Aiming for three: Shanshan Feng knew she needed to make moves to achieve her goal of earning three wins this season. And after leaving the heavy expectations of defending her title and poor performance in her home country of China two weeks ago, Feng felt at ease in Kuala Lumpur, Malaysia.

“I think it’s one of the reasons why I did so bad in Beijing,” said Feng. “Well, I played really bad that week, so I know going into Malaysia, I didn’t have any pressure. My goal was Top 10. So I did better than Top 10. I had no pressure, like even the last day, the last few holes, I was so relaxed. I don’t know why but I was so relaxed. I enjoyed it.”

Feng has made it public knowledge that she would consider the 2014 season a success if she added three more wins to her first three on Tour. But time was running out and she had to deliver.

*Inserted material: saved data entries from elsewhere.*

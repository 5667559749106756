//! Identifier generation.

use uuid::Uuid;

/// Generates a runtime ID (UUID v4) for a new execution frame.
#[must_use]
pub fn generate_runtime_id() -> String {
    Uuid::new_v4().to_string()
}

#[cfg(test)]
mod tests {
    use super::*;

    #[test]
    fn test_runtime_ids_are_unique_v4_uuids() {
        let a = generate_runtime_id();
        let b = generate_runtime_id();
        assert_ne!(a, b);
        assert_eq!(Uuid::parse_str(&a).unwrap().get_version_num(), 4);
    }
}
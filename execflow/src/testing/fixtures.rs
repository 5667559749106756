//! Sample contexts for tests.

use crate::context::{keys, ExecutionContext, Frame, StepCategory, StepType};

/// Plan execution ID used by [`sample_context`].
pub const PLAN_EXECUTION_ID: &str = "plan-exec-1";

/// Plan ID used by [`sample_context`].
pub const PLAN_ID: &str = "plan-1";

/// Builds a frame whose runtime and setup IDs derive from `identifier`.
#[must_use]
pub fn frame(identifier: &str, step_type: &str, category: StepCategory, start: i64) -> Frame {
    Frame::new(
        identifier,
        format!("{identifier}-runtime"),
        format!("{identifier}-setup"),
        StepType::new(step_type, category),
        start,
    )
    .with_group(category.to_string())
}

/// A pipeline > stage > step group > step context with account scope.
///
/// Frame start timestamps are 1 through 4, outermost first.
#[must_use]
pub fn sample_context() -> ExecutionContext {
    ExecutionContext::new(PLAN_EXECUTION_ID)
        .with_plan_id(PLAN_ID)
        .with_setup_abstraction(keys::ACCOUNT_ID, "acc-1")
        .with_setup_abstraction(keys::ORG_IDENTIFIER, "org-1")
        .with_setup_abstraction(keys::PROJECT_IDENTIFIER, "proj-1")
        .with_frames([
            frame("pipeline", "PIPELINE_SECTION", StepCategory::Pipeline, 1),
            frame("stage1", "DEPLOYMENT", StepCategory::Stage, 2),
            frame("group1", "STEP_GROUP", StepCategory::StepGroup, 3),
            frame("step1", "HTTP", StepCategory::Step, 4),
        ])
}

/// A context that has frames for an identity-matrix strategy around a stage.
///
/// Names follow the usual `pipeline.stages.<stage>.spec.execution.steps`
/// layout, with a `parallel` wrapper and strategy frames that are left out
/// of fully qualified names.
#[must_use]
pub fn strategy_context() -> ExecutionContext {
    let step = |identifier: &str| frame(identifier, "SECTION", StepCategory::Step, 0);
    ExecutionContext::new(PLAN_EXECUTION_ID).with_frames([
        frame("pipeline", "PIPELINE_SECTION", StepCategory::Pipeline, 0),
        step("stages"),
        step(keys::PARALLEL),
        frame("stage1", "STRATEGY", StepCategory::Strategy, 0).with_skip_expression_chain(true),
        frame("stage1_1", "DEPLOYMENT", StepCategory::Stage, 0),
        step("spec"),
        step("execution"),
        frame("step1", "STRATEGY", StepCategory::Strategy, 0).with_skip_expression_chain(true),
        frame("step1_0", "HTTP", StepCategory::Step, 0),
    ])
}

Feng’s last win came at the season-ending CME Group Titleholders a year ago and felt it was time to get back in the winner’s circle.

“Well, of course I was really happy, because you know, since the last win, it’s been almost a year, and my goal was to win three times this year,” said Feng. “And when I had five to go, I had no win. I actually had an interview early in Malaysia and they asked me about it, and I was like, well, if I want to achieve my goal, I have to make something happen. So I got 1 down and four to go tournaments.”

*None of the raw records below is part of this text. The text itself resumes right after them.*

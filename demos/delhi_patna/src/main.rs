//! delhi_patna — live dashboard for the simulated Delhi → Patna train.
//!
//! The train's position is derived from the wall clock: it leaves Delhi at
//! 06:00 IST and runs at a constant speed until Patna.  Type a number and
//! press Enter to change the speed (10–120 km/h).
//!
//! ```text
//! delhi_patna [--speed <kmph>] [--config <file.json>] [--route <file.csv>]
//!             [--ticks <n>] [--json] [--replay <hours>]
//! ```
//!
//! `--replay` drives a manual clock from today's departure instead of
//! sleeping, which previews a whole journey in a fraction of a second.
//! `RUST_LOG` controls log verbosity (default `info`, on stderr).

mod map;

#[cfg(test)]
mod tests;

use std::fs::File;
use std::io::{self, BufRead, BufReader};
use std::path::PathBuf;
use std::sync::Arc;
use std::sync::mpsc::{self, Receiver, RecvTimeoutError};
use std::thread;
use std::time::Duration;

use anyhow::{Context, Result, bail};
use chrono::{TimeDelta, Utc};

use tj_core::time::{add_hours, hours_between};
use tj_core::{
    Clock, ManualTimeSource, SpeedChange, SystemTimeSource, TimeSource, format_duration,
    format_time_of_day,
};
use tj_journey::{FactRotator, JourneyConfig, JourneyState};
use tj_route::{ROUTE_FACTS, Route, delhi_patna, load_route_csv};
use tj_ticker::{JourneyObserver, JourneyTracker, TrackerBuilder};

use map::TerminalMap;

type Tracker<S> = JourneyTracker<S, TerminalMap<S>>;

// ── Constants ─────────────────────────────────────────────────────────────────

const PROGRESS_BAR_WIDTH: usize = 40;

const USAGE: &str = "\
usage: delhi_patna [options]

  --speed <kmph>       initial speed (clamped to 10..=120, default from config)
  --config <path>      JSON journey config
  --route <path>       CSV route (name,lat,lon per row), default Delhi → Patna
  --ticks <n>          stop after n journey ticks
  --json               print state + map snapshot as JSON lines
  --replay <hours>     simulate <hours> from departure without sleeping
  -h, --help           show this message";

// ── Command line ──────────────────────────────────────────────────────────────

#[derive(Debug, Default)]
struct Args {
    speed:        Option<String>,
    config:       Option<PathBuf>,
    route:        Option<PathBuf>,
    ticks:        Option<u64>,
    json:         bool,
    replay_hours: Option<f64>,
}

fn parse_args() -> Result<Args> {
    let mut args = Args::default();
    let mut it = std::env::args().skip(1);

    while let Some(flag) = it.next() {
        match flag.as_str() {
            "--speed" => args.speed = Some(value(&mut it, &flag)?),
            "--config" => args.config = Some(value(&mut it, &flag)?.into()),
            "--route" => args.route = Some(value(&mut it, &flag)?.into()),
            "--ticks" => {
                let raw = value(&mut it, &flag)?;
                args.ticks = Some(raw.parse().with_context(|| format!("--ticks {raw:?}"))?);
            }
            "--json" => args.json = true,
            "--replay" => {
                let raw = value(&mut it, &flag)?;
                let hours: f64 = raw.parse().with_context(|| format!("--replay {raw:?}"))?;
                if !hours.is_finite() || hours <= 0.0 {
                    bail!("--replay needs a positive number of hours, got {raw:?}");
                }
                args.replay_hours = Some(hours);
            }
            "-h" | "--help" => {
                println!("{USAGE}");
                std::process::exit(0);
            }
            other => bail!("unknown argument {other:?}\n\n{USAGE}"),
        }
    }
    Ok(args)
}

fn value(it: &mut impl Iterator<Item = String>, flag: &str) -> Result<String> {
    it.next().with_context(|| format!("{flag} needs a value"))
}

fn load_config(path: Option<&PathBuf>) -> Result<JourneyConfig> {
    let Some(path) = path else {
        return Ok(JourneyConfig::default());
    };
    let file = File::open(path).with_context(|| format!("opening config {}", path.display()))?;
    let config: JourneyConfig = serde_json::from_reader(BufReader::new(file))
        .with_context(|| format!("parsing config {}", path.display()))?;
    config.validate()?;
    Ok(config)
}

fn load_route(path: Option<&PathBuf>) -> Result<Route> {
    match path {
        Some(path) => load_route_csv(path).with_context(|| format!("loading route {}", path.display())),
        None => Ok(delhi_patna()?),
    }
}

// ── Dashboard ─────────────────────────────────────────────────────────────────

/// Prints the journey whenever the tracker reports something new.
struct Dashboard {
    json:  bool,
    dirty: bool,
}

impl JourneyObserver for Dashboard {
    fn on_state(&mut self, _state: &JourneyState) {
        self.dirty = true;
    }

    fn on_fact(&mut self, _fact: &str) {
        self.dirty = true;
    }

    fn on_speed_change(&mut self, change: &SpeedChange) {
        match change {
            SpeedChange::Applied(speed) => println!(">> speed set to {speed}"),
            SpeedChange::Clamped { requested, applied } => {
                println!(">> {requested} km/h is out of range, using {applied}")
            }
            SpeedChange::Rejected(err) => println!(">> ignored: {err}"),
        }
    }

    fn on_shutdown(&mut self) {
        log::info!("dashboard closed");
    }
}

impl Dashboard {
    fn render<S: TimeSource>(&mut self, tracker: &Tracker<S>) -> Result<()> {
        if !self.dirty {
            return Ok(());
        }
        self.dirty = false;

        if self.json {
            let line = serde_json::json!({
                "state":    tracker.state(),
                "snapshot": tracker.snapshot(),
                "fact":     tracker.current_fact(),
            });
            println!("{}", serde_json::to_string(&line)?);
            return Ok(());
        }

        let route = tracker.model().route();
        let s = tracker.state();

        println!();
        println!("=== {} ===  {} ({})", route.name(), format_time_of_day(&s.now), s.now.format("UTC%:z"));
        println!("{}  {}% complete", progress_bar(s.progress_pct), s.progress_pct);
        println!("speed      {}", s.speed);
        println!("departed   {}", format_time_of_day(&s.departure));
        println!("remaining  {:.1} km to {}", s.remaining_km, route.last().name);
        if s.is_arrived() {
            println!("arrived    {}", format_time_of_day(&s.eta));
        } else {
            println!("ETA        {} (in {})", format_time_of_day(&s.eta), s.remaining_duration());
        }
        if !s.upcoming.is_empty() {
            println!("upcoming");
            for stop in &s.upcoming {
                println!("  {:<16} {:>7.1} km", stop.name, stop.distance_km);
            }
        }
        if let Some(fact) = tracker.current_fact() {
            println!("did you know? {fact}");
        }
        println!("map        {}", tracker.sink().describe());
        Ok(())
    }
}

fn progress_bar(pct: u8) -> String {
    let filled = usize::from(pct.min(100)) * PROGRESS_BAR_WIDTH / 100;
    format!("[{}{}]", "#".repeat(filled), "-".repeat(PROGRESS_BAR_WIDTH - filled))
}

// ── Run loops ─────────────────────────────────────────────────────────────────

/// The map shares the tracker's time source so its pan throttle follows
/// journey time, live or replayed.
fn build_tracker<S: TimeSource + Clone>(
    route:  Arc<Route>,
    clock:  Clock<S>,
    config: &JourneyConfig,
    speed:  Option<&str>,
) -> Result<Tracker<S>> {
    let map = TerminalMap::new(clock.source().clone(), Duration::from_secs(config.pan_throttle_secs));
    let mut tracker = TrackerBuilder::new(route, clock, map)
        .config(config.clone())
        .speed_override(speed)
        .facts(FactRotator::new(ROUTE_FACTS.iter().copied()))
        .build()?;
    let bounds = tracker.snapshot().bounds();
    tracker.sink_mut().fit(bounds);
    Ok(tracker)
}

fn finished<S: TimeSource>(tracker: &Tracker<S>, max_ticks: Option<u64>) -> bool {
    tracker.state().is_arrived() || max_ticks.is_some_and(|n| tracker.ticks() >= n)
}

/// Forward stdin lines over a channel so the tracker never blocks on input.
fn spawn_stdin_reader() -> Receiver<String> {
    let (tx, rx) = mpsc::channel();
    thread::spawn(move || {
        for line in io::stdin().lock().lines() {
            let Ok(line) = line else { break };
            if tx.send(line).is_err() {
                break;
            }
        }
    });
    rx
}

/// Real time: sleep until the next task is due, waking early for speed input.
fn run_live(
    route:  Arc<Route>,
    config: &JourneyConfig,
    args:   &Args,
    dash:   &mut Dashboard,
) -> Result<()> {
    let clock = Clock::from_offset_minutes(config.tz_offset_minutes, SystemTimeSource)?;
    let mut tracker = build_tracker(route, clock, config, args.speed.as_deref())?;
    dash.dirty = true;
    dash.render(&tracker)?;
    if !args.json {
        println!("(type a speed in km/h and press Enter to change it)");
    }

    let input = spawn_stdin_reader();
    let mut stdin_open = true;

    while !finished(&tracker, args.ticks) {
        let Some(wait) = tracker.until_next_due() else { break };

        if stdin_open {
            match input.recv_timeout(wait) {
                Ok(line) => {
                    if !line.trim().is_empty() {
                        tracker.adjust_speed(&line, dash);
                        dash.render(&tracker)?;
                    }
                    continue;
                }
                Err(RecvTimeoutError::Timeout) => {}
                Err(RecvTimeoutError::Disconnected) => {
                    log::debug!("stdin closed; speed input disabled");
                    stdin_open = false;
                    continue;
                }
            }
        } else {
            thread::sleep(wait);
        }

        tracker.pump(dash);
        dash.render(&tracker)?;
    }

    tracker.shutdown(dash);
    Ok(())
}

/// Manual clock: step from departure straight to each due instant.
fn run_replay(
    route:  Arc<Route>,
    config: &JourneyConfig,
    args:   &Args,
    hours:  f64,
    dash:   &mut Dashboard,
) -> Result<()> {
    let live = Clock::from_offset_minutes(config.tz_offset_minutes, SystemTimeSource)?;
    let departure = live.at_time_of_day(live.now(), config.departure_hour, config.departure_minute)?;
    let source = ManualTimeSource::new(departure.with_timezone(&Utc));

    let clock = Clock::from_offset_minutes(config.tz_offset_minutes, source.clone())?;
    let mut tracker = build_tracker(route, clock, config, args.speed.as_deref())?;
    dash.dirty = true;
    dash.render(&tracker)?;

    let end = add_hours(departure, hours);
    while !finished(&tracker, args.ticks) {
        let Some(wait) = tracker.until_next_due() else { break };
        source.advance(TimeDelta::from_std(wait)?);
        if tracker.clock().now() > end {
            break;
        }
        tracker.pump(dash);
        dash.render(&tracker)?;
    }

    log::info!(
        "replayed {} from departure in {} ticks",
        format_duration(hours_between(departure, tracker.clock().now())),
        tracker.ticks()
    );
    tracker.shutdown(dash);
    Ok(())
}

// ── main ──────────────────────────────────────────────────────────────────────

fn main() -> Result<()> {
    env_logger::Builder::from_env(env_logger::Env::default().default_filter_or("info"))
        .format_timestamp(None)
        .init();

    let args = parse_args()?;
    let config = load_config(args.config.as_ref())?;
    let route = Arc::new(load_route(args.route.as_ref())?);
    log::info!(
        "route {:?}: {} stops, {:.1} km",
        route.name(),
        route.len(),
        route.total_km()
    );

    let mut dash = Dashboard { json: args.json, dirty: false };
    match args.replay_hours {
        Some(hours) => run_replay(route, &config, &args, hours, &mut dash),
        None => run_live(route, &config, &args, &mut dash),
    }
}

Feng seems relaxed heading into the third leg of the Asian swing in Korea but has not played well at SKY 72 Golf Club in her first three appearances at the event. Her past finishes include T39 (2012), T13 (2011) and T38 (2008). But it seems like when she’s not expecting much is just when she delivers.

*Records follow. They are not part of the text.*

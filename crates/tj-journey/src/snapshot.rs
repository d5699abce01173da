//! Read-only view handed to map collaborators.

use tj_core::{BoundingBox, GeoPoint};
use tj_route::Route;

use crate::JourneyState;

/// Everything a map needs to draw the route and the train marker.
///
/// The journey core never receives anything back from the map.
#[derive(Clone, Debug, PartialEq)]
#[cfg_attr(feature = "serde", derive(serde::Serialize))]
pub struct MapSnapshot {
    pub points:  Vec<GeoPoint>,
    pub current: GeoPoint,
    pub start:   GeoPoint,
    pub end:     GeoPoint,
}

impl MapSnapshot {
    pub fn new(route: &Route, state: &JourneyState) -> Self {
        Self {
            points:  route.points().to_vec(),
            current: state.current_point,
            start:   route.start(),
            end:     route.end(),
        }
    }

    /// Box around the route polyline and the marker.
    pub fn bounds(&self) -> Option<BoundingBox> {
        BoundingBox::from_points(self.points.iter().chain(std::iter::once(&self.current)))
    }
}
//! Display-only fact rotation.

/// Cycles through a fixed list of trivia strings.
///
/// Not part of the journey computation; kept next to it because both are
/// driven by the same scheduler.
#[derive(Clone, Debug, Default)]
pub struct FactRotator {
    facts: Vec<String>,
    index: usize,
}

impl FactRotator {
    pub fn new<I, S>(facts: I) -> Self
    where
        I: IntoIterator<Item = S>,
        S: Into<String>,
    {
        Self { facts: facts.into_iter().map(Into::into).collect(), index: 0 }
    }

    /// The fact on display, or `None` if there are no facts.
    pub fn current(&self) -> Option<&str> {
        self.facts.get(self.index).map(String::as_str)
    }

    /// Step to the next fact, wrapping after the last one.
    pub fn advance(&mut self) -> Option<&str> {
        if self.facts.is_empty() {
            return None;
        }
        self.index = (self.index + 1) % self.facts.len();
        self.current()
    }

    pub fn index(&self) -> usize {
        self.index
    }

    pub fn len(&self) -> usize {
        self.facts.len()
    }

    pub fn is_empty(&self) -> bool {
        self.facts.is_empty()
    }
}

“I mean, kind of took it easy Monday and Tuesday on the back nine. Went shopping and went to the city yesterday,” said Feng. “The thing is I’ve never played well in Korea before, never Top 10. So I have no pressure at all.”

Eyeing the $1 million prize: With her victory in Malaysia, Shanshan Feng jumped four spots from No. 9 to No. 5 in the Rolex Women’s World Golf Rankings putting her in an elite group, trailing only No. 1 Stacy Lewis, No. 2 Inbee Park, No. 3 Lydia Ko and No. 4 Suzann Pettersen. It’s high status that any player would cherish but it’s not the ranking that Feng has her eye on. She’s more concerned with securing her spot for the 2016 Olympics in Rio and giving herself a chance to win the inaugural Race to the CME Globe.

“I’m not thinking about the World Ranking,” said Feng. “All I need to make sure is I can play the Olympics. But then actually I’m more curious about the CME, the Race to the CME Globe, because I was never in Top 10 I think the whole year. I was out of Top 10 and then now I’m in top nine.”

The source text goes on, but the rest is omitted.